Según ha informado la universidad, al menos 6 variedades del parásito pueden provocar enfermedad de Chagas en humanos. Esta variedad genética se consideraba hasta ahora la causa de las diferentes patologías asociadas, que pueden ser digestivas, cardiacas o ambas. El estudio demuestra que todos los genotipos comparten patrones patológicos. Esto podría ayudar a definir biomarcadores pronósticos en la etapa inicial.

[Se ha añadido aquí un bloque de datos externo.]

//! Integer sample timebase.

/// Absolute sample position from playback start.
///
/// This is the only phase reference handed to a sound shader. Seconds are
/// derived from it, never the other way around, so oscillator phase does not
/// drift over long sessions. Values stay below 2^53 so they survive a round
/// trip through an `f64` on the backend side.
#[derive(Clone, Copy, Debug, Default, PartialEq, Eq, PartialOrd, Ord, Hash)]
pub struct SampleIndex(u64);

impl SampleIndex {
    /// Largest index that is exactly representable as an `f64`.
    pub const MAX_SAFE: u64 = (1 << 53) - 1;

    pub const ZERO: Self = Self(0);

    /// Panics in debug builds past [`Self::MAX_SAFE`]; clamps otherwise.
    pub const fn new(index: u64) -> Self {
        debug_assert!(index <= Self::MAX_SAFE, "sample index beyond 2^53");
        if index > Self::MAX_SAFE {
            Self(Self::MAX_SAFE)
        } else {
            Self(index)
        }
    }

    pub const fn get(self) -> u64 {
        self.0
    }

    /// Offset by `samples`, saturating at [`Self::MAX_SAFE`].
    pub fn add(self, samples: u64) -> Self {
        Self(self.0.min(Self::MAX_SAFE).saturating_add(samples).min(Self::MAX_SAFE))
    }

    /// Index of the `i`th sample when stepping by `stride`.
    pub fn strided(self, i: u64, stride: u64) -> Self {
        self.add(i.saturating_mul(stride))
    }

    /// Derived wall time in seconds. For display and slow parameters only.
    pub fn to_seconds(self, sample_rate: f64) -> f64 {
        if sample_rate <= 0.0 {
            return 0.0;
        }
        self.0 as f64 / sample_rate
    }
}

impl From<u64> for SampleIndex {
    fn from(index: u64) -> Self {
        Self::new(index)
    }
}

/// Monotonic generation cursor.
///
/// Advances when a block is *generated*, not when it finishes playing, so the
/// index after N blocks is always the sum of their sample counts.
#[derive(Clone, Copy, Debug, Default, PartialEq, Eq)]
pub struct SampleClock {
    position: SampleIndex,
}

impl SampleClock {
    pub const fn new() -> Self {
        Self { position: SampleIndex::ZERO }
    }

    /// Current position (start of the next block to generate).
    pub fn position(&self) -> SampleIndex {
        self.position
    }

    /// Rewind to sample 0.
    pub fn reset(&mut self) {
        self.position = SampleIndex::ZERO;
    }

    /// Advance by a generated block's sample count.
    pub fn advance(&mut self, samples: usize) {
        self.position = self.position.add(samples as u64);
    }
}
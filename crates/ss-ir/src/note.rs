//! Active-note slots for instrument-style shaders.

/// Capacity of the note array handed to a shader.
pub const MAX_NOTES: usize = 10;

/// MIDI note number of A4.
const A4_NOTE: f64 = 69.0;
const A4_FREQUENCY: f64 = 440.0;

/// Equal-tempered frequency for a MIDI note number (A4 = 440 Hz).
pub fn note_to_frequency(note: i32) -> f32 {
    (A4_FREQUENCY * libm::pow(2.0, (note as f64 - A4_NOTE) / 12.0)) as f32
}

/// One held note as seen by a shader.
#[derive(Clone, Copy, Debug, PartialEq)]
pub struct NoteSlot {
    /// MIDI note number, or -1 for an empty slot.
    pub note_number: i32,
    pub frequency: f32,
    /// 0.0..=1.0
    pub velocity: f32,
    /// How long the note has been held.
    pub duration_seconds: f32,
}

impl NoteSlot {
    pub const EMPTY: Self = Self {
        note_number: -1,
        frequency: 0.0,
        velocity: 0.0,
        duration_seconds: 0.0,
    };

    /// A held note with its frequency derived from the note number.
    pub fn held(note_number: i32, velocity: f32, duration_seconds: f32) -> Self {
        Self {
            note_number,
            frequency: note_to_frequency(note_number),
            velocity,
            duration_seconds,
        }
    }

    pub fn is_empty(&self) -> bool {
        self.note_number < 0
    }
}

impl Default for NoteSlot {
    fn default() -> Self {
        Self::EMPTY
    }
}

/// The full note array.
///
/// Always replaced as a whole; consumers receive copies, so there is never a
/// half-updated array visible to a compute context.
#[derive(Clone, Copy, Debug, PartialEq)]
pub struct NoteState {
    slots: [NoteSlot; MAX_NOTES],
    active_count: usize,
}

impl NoteState {
    /// All slots empty.
    pub const fn empty() -> Self {
        Self {
            slots: [NoteSlot::EMPTY; MAX_NOTES],
            active_count: 0,
        }
    }

    /// Pack held notes into the front of the array. Empty slots in the input
    /// are skipped and anything past [`MAX_NOTES`] is dropped.
    pub fn from_notes<I: IntoIterator<Item = NoteSlot>>(notes: I) -> Self {
        let mut state = Self::empty();
        for slot in notes.into_iter().filter(|s| !s.is_empty()).take(MAX_NOTES) {
            state.slots[state.active_count] = slot;
            state.active_count += 1;
        }
        state
    }

    pub fn slots(&self) -> &[NoteSlot; MAX_NOTES] {
        &self.slots
    }

    pub fn active_count(&self) -> usize {
        self.active_count
    }

    /// Held notes only.
    pub fn active(&self) -> impl Iterator<Item = &NoteSlot> {
        self.slots[..self.active_count].iter()
    }
}

impl Default for NoteState {
    fn default() -> Self {
        Self::empty()
    }
}
//! Bookkeeping for blocks handed to the output sink.

use std::collections::VecDeque;

use slotmap::SlotMap;
use ss_ir::SampleIndex;

use crate::sink::BlockKey;

/// One block as placed on the device clock.
#[derive(Clone, Copy, Debug, PartialEq)]
pub struct ScheduledBlock {
    pub start_sample: SampleIndex,
    pub sample_count: usize,
    /// Device-clock start, seconds.
    pub start_time: f64,
    pub duration: f64,
}

impl ScheduledBlock {
    pub fn end_time(&self) -> f64 {
        self.start_time + self.duration
    }
}

/// Scheduled blocks in start-time order.
///
/// Blocks are appended as they are scheduled and removed when the sink
/// reports completion. Keys stay valid across removals of other blocks.
#[derive(Debug, Default)]
pub struct PlaybackQueue {
    blocks: SlotMap<BlockKey, ScheduledBlock>,
    order: VecDeque<BlockKey>,
}

impl PlaybackQueue {
    pub fn new() -> Self {
        Self::default()
    }

    /// Append a block after every block already queued.
    pub fn push(&mut self, block: ScheduledBlock) -> BlockKey {
        let key = self.blocks.insert(block);
        self.order.push_back(key);
        key
    }

    /// Remove a finished block. Unknown keys are ignored.
    pub fn complete(&mut self, key: BlockKey) -> Option<ScheduledBlock> {
        let block = self.blocks.remove(key)?;
        // Completion arrives in play order, so this is almost always the front.
        if self.order.front() == Some(&key) {
            self.order.pop_front();
        } else {
            self.order.retain(|k| *k != key);
        }
        Some(block)
    }

    pub fn get(&self, key: BlockKey) -> Option<&ScheduledBlock> {
        self.blocks.get(key)
    }

    /// Blocks in start-time order.
    pub fn iter(&self) -> impl Iterator<Item = &ScheduledBlock> {
        self.order.iter().filter_map(|k| self.blocks.get(*k))
    }

    pub fn len(&self) -> usize {
        self.order.len()
    }

    pub fn is_empty(&self) -> bool {
        self.order.is_empty()
    }

    pub fn clear(&mut self) {
        self.blocks.clear();
        self.order.clear();
    }

    /// True when each block starts exactly where the previous one ends
    /// (within `epsilon` seconds) and sample ranges are contiguous.
    pub fn is_gapless(&self, epsilon: f64) -> bool {
        let mut prev: Option<&ScheduledBlock> = None;
        for block in self.iter() {
            if let Some(p) = prev {
                if (p.end_time() - block.start_time).abs() > epsilon {
                    return false;
                }
                if p.start_sample.add(p.sample_count as u64) != block.start_sample {
                    return false;
                }
            }
            prev = Some(block);
        }
        true
    }
}
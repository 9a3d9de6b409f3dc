//! Waveform preview through the decimation compute context.
//!
//! Views are requested by sample window and pixel width, evaluated sparsely
//! by a compute context separate from audio generation, reduced to per-column
//! min/max and memoized in a [`ViewCache`]. At most one evaluation is in
//! flight; a newer request supersedes it and the older response is dropped
//! when it arrives.

use std::sync::Arc;
use std::time::{Duration, Instant};

use log::{debug, warn};
use ss_ir::{CompileState, RequestId, SampleIndex, StateSnapshot, ViewKey, WaveformView};

use crate::compile::CompileTracker;
use crate::config::{PreviewMode, SessionConfig};
use crate::decimation::{reduce, DecimationPlan};
use crate::error::{EngineError, ErrorCallback};
use crate::view_cache::ViewCache;
use crate::worker::{ComputeWorker, WorkerRequest, WorkerResponse};

const TARGET: &str = "waveform";

/// Outcome of [`WaveformEngine::request_view`].
#[derive(Clone, Debug, PartialEq)]
pub enum ViewStatus {
    /// Already cached.
    Cached(Arc<WaveformView>),
    /// This exact view is being evaluated.
    Pending(RequestId),
    /// A new evaluation was issued.
    Requested(RequestId),
    /// The waveform context has no compiled shader yet.
    NotReady,
}

#[derive(Clone, Copy, Debug)]
struct PendingView {
    id: RequestId,
    key: ViewKey,
}

/// Decimation engine with its own compute context and view cache.
pub struct WaveformEngine {
    worker: ComputeWorker,
    sample_rate: f64,
    mode: PreviewMode,
    compile: CompileTracker,
    cache: ViewCache,
    pending: Option<PendingView>,
    next_id: RequestId,
    state: StateSnapshot,
    /// Hash of `state` as of the last refresh; part of every view key.
    state_hash: u64,
    on_error: Option<ErrorCallback>,
}

impl WaveformEngine {
    pub fn new(config: &SessionConfig, worker: ComputeWorker, sample_rate: f64) -> Self {
        let state = StateSnapshot::default();
        Self {
            worker,
            sample_rate,
            mode: config.preview_mode,
            compile: CompileTracker::new(),
            cache: ViewCache::new(),
            pending: None,
            next_id: RequestId(0),
            state,
            state_hash: state.hash(),
            on_error: None,
        }
    }

    pub fn set_error_callback(&mut self, callback: ErrorCallback) {
        self.on_error = Some(callback);
    }

    pub fn set_preview_mode(&mut self, mode: PreviewMode) {
        if self.mode != mode {
            self.mode = mode;
            self.invalidate();
        }
    }

    // --- Shader and state ---

    /// Recompile the waveform context and drop every cached view.
    pub fn set_shader_source(&mut self, source: &str) {
        self.invalidate();
        let id = self.fresh_id();
        if let Err(e) = self.compile.begin(id) {
            debug!("{}: ignoring new source, {}", TARGET, e);
            return;
        }
        let request = WorkerRequest::Compile { id, source: source.to_string() };
        if let Err(e) = self.worker.send(request) {
            self.compile.fail(&e);
            self.report(e);
        }
    }

    /// Replace the state applied to the next evaluation.
    ///
    /// Does not touch the cache; [`Self::refresh_state_hash`] decides that on
    /// its own cadence so continuous parameter drags don't thrash it.
    pub fn set_state(&mut self, state: StateSnapshot) {
        self.state = state;
    }

    /// Rehash the current state and invalidate the cache if it changed.
    /// Returns true when the cache was invalidated.
    pub fn refresh_state_hash(&mut self) -> bool {
        let hash = self.state.hash();
        if hash == self.state_hash {
            return false;
        }
        self.state_hash = hash;
        self.invalidate();
        true
    }

    /// Clear the cache and forget the in-flight request; its response will
    /// be treated as stale.
    pub fn invalidate(&mut self) {
        self.cache.clear();
        self.pending = None;
    }

    /// Wait up to `timeout` for the pending compile to finish.
    pub fn wait_ready(&mut self, timeout: Duration) -> Result<(), EngineError> {
        let deadline = Instant::now() + timeout;
        loop {
            if let Some(err) = self.compile.disabled() {
                return Err(err.clone());
            }
            match self.compile.state() {
                CompileState::Ready => return Ok(()),
                CompileState::Error(msg) => return Err(EngineError::Compile(msg.clone())),
                CompileState::NotReady if !self.compile.is_pending() => {
                    return Err(EngineError::Compile("no shader source set".into()));
                }
                CompileState::NotReady => {}
            }
            let remaining = deadline.saturating_duration_since(Instant::now());
            if remaining.is_zero() {
                break;
            }
            match self.worker.recv_timeout(remaining) {
                Ok(Some(resp)) => self.accept(resp),
                Ok(None) => break,
                Err(e) => {
                    self.report(e.clone());
                    return Err(e);
                }
            }
        }
        let err = EngineError::GenerationTimeout(timeout);
        warn!("{}: {}; previews stay blank until it compiles", TARGET, err);
        self.report(err.clone());
        Err(err)
    }

    // --- Views ---

    /// Cache key for a window under the current mode and state.
    ///
    /// Instrument previews always start at sample 0: they show how the held
    /// notes sound from onset, not the transport position.
    pub fn view_key(&self, start: SampleIndex, end: SampleIndex, width: usize) -> ViewKey {
        let (start, end) = match self.mode {
            PreviewMode::Timeline => (start, end),
            PreviewMode::Instrument => {
                let span = end.get().saturating_sub(start.get());
                (SampleIndex::ZERO, SampleIndex::new(span))
            }
        };
        ViewKey::new(start, end, width, self.state_hash)
    }

    /// Ask for the view of `[start, end)` at `width` columns.
    pub fn request_view(
        &mut self,
        start: SampleIndex,
        end: SampleIndex,
        width: usize,
    ) -> Result<ViewStatus, EngineError> {
        if width == 0 {
            return Err(EngineError::InvalidView("output width is zero".into()));
        }
        let key = self.view_key(start, end, width);

        if let Some(view) = self.cache.get(&key) {
            return Ok(ViewStatus::Cached(view));
        }
        if let Some(p) = self.pending {
            if p.key == key {
                return Ok(ViewStatus::Pending(p.id));
            }
        }
        if !self.compile.is_ready() {
            return Ok(ViewStatus::NotReady);
        }

        let plan = DecimationPlan::new(key.start, key.end, width, self.worker.max_block_samples());
        if plan.render_width == 0 {
            let view = Arc::new(WaveformView { key, columns: reduce(&Default::default(), width) });
            self.cache.put(key, view.clone());
            return Ok(ViewStatus::Cached(view));
        }

        let id = self.fresh_id();
        let request = WorkerRequest::Evaluate {
            id,
            range: plan.eval_range(self.sample_rate),
            state: self.state,
        };
        if let Some(old) = self.pending.take() {
            debug!("{}: request {:?} supersedes {:?}", TARGET, id, old.id);
        }
        self.worker.send(request)?;
        self.pending = Some(PendingView { id, key });
        debug!(
            "{}: evaluating {} samples, stride {}, for {} columns",
            TARGET, plan.render_width, plan.stride, width
        );
        Ok(ViewStatus::Requested(id))
    }

    pub fn get_cached(&self, key: &ViewKey) -> Option<Arc<WaveformView>> {
        self.cache.get(key)
    }

    /// Drain every response the waveform context has produced.
    pub fn poll(&mut self) {
        loop {
            match self.worker.try_recv() {
                Ok(Some(resp)) => self.accept(resp),
                Ok(None) => break,
                Err(e) => {
                    if !matches!(self.compile.state(), CompileState::Error(_)) {
                        self.compile.fail(&e);
                        self.report(e);
                    }
                    break;
                }
            }
        }
    }

    /// Apply one response from the waveform context. Responses that don't
    /// match the in-flight request are dropped.
    pub fn accept(&mut self, response: WorkerResponse) {
        match response {
            WorkerResponse::Compiled { id, result } => match self.compile.accept(TARGET, id, result) {
                Some(Ok(())) => self.invalidate(),
                Some(Err(e)) => self.report(e),
                None => {}
            },
            WorkerResponse::Evaluated { id, result, .. } => {
                let key = match self.pending {
                    Some(p) if p.id == id => p.key,
                    _ => {
                        debug!("{}: dropping stale view response {:?}", TARGET, id);
                        return;
                    }
                };
                self.pending = None;
                match result {
                    Ok(mut samples) => {
                        samples.clamp();
                        let view = WaveformView { key, columns: reduce(&samples, key.width) };
                        self.cache.put(key, Arc::new(view));
                    }
                    Err(e) => {
                        let err = EngineError::from(e);
                        if matches!(err, EngineError::BackendUnavailable(_)) {
                            self.invalidate();
                            self.compile.disable(&err);
                        }
                        self.report(err);
                    }
                }
            }
        }
    }

    fn fresh_id(&mut self) -> RequestId {
        self.next_id = self.next_id.next();
        self.next_id
    }

    fn report(&mut self, err: EngineError) {
        warn!("{}: {}", TARGET, err);
        if let Some(cb) = self.on_error.as_mut() {
            cb(&err);
        }
    }

    // --- Inspection ---

    pub fn compile_state(&self) -> &CompileState {
        self.compile.state()
    }

    pub fn cache(&self) -> &ViewCache {
        &self.cache
    }

    pub fn pending_request(&self) -> Option<RequestId> {
        self.pending.map(|p| p.id)
    }

    pub fn state_hash(&self) -> u64 {
        self.state_hash
    }

    pub fn preview_mode(&self) -> PreviewMode {
        self.mode
    }
}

En esa fase, los síntomas de la enfermedad de Chagas son parecidos a los de la gripe, además de inflamación en el lugar de la picadura del insecto vector. A esta etapa sigue un periodo asintomático que puede durar décadas. No obstante, en torno a un 30% de los pacientes se vuelve crónico y pueden aparecer megavísceras:

  1. Cadiomegalia.
  2. Megaesófago.
  3. Megacolon.

“Analizamos múltiples parámetros para reunir e integrar un gran número de marcadores en las fases aguda y crónica de la enfermedad”, explican los autores del trabajo, en el que se utilizó un modelo de ratón infectado con cepas genéticamente diversas de Trypanosoma cruzi. El análisis estadístico multidimensional mostró con precisión que la combinación de parámetros predice la cepa infectante, la fase de infección y la presentación clínica de la enfermedad.

“No obstante –detallan los autores–, mientras que una combinación de factores permite la identificación de la cepa infectante, algunos patrones se conservan durante la fisiopatogenia de la enfermedad de Chagas en todas las cepas de T. cruzi, a pesar de su diversidad genética”.

De acuerdo con la UAM, la enfermedad de Chagas es una patología “desatendida” para la que no existe vacuna ni terapia demostrada. Después de Estados Unidos, España es el país no-endémico donde más casos se han detectado. Por su parte, en Latinoamérica afecta a cerca de 7 millones de personas.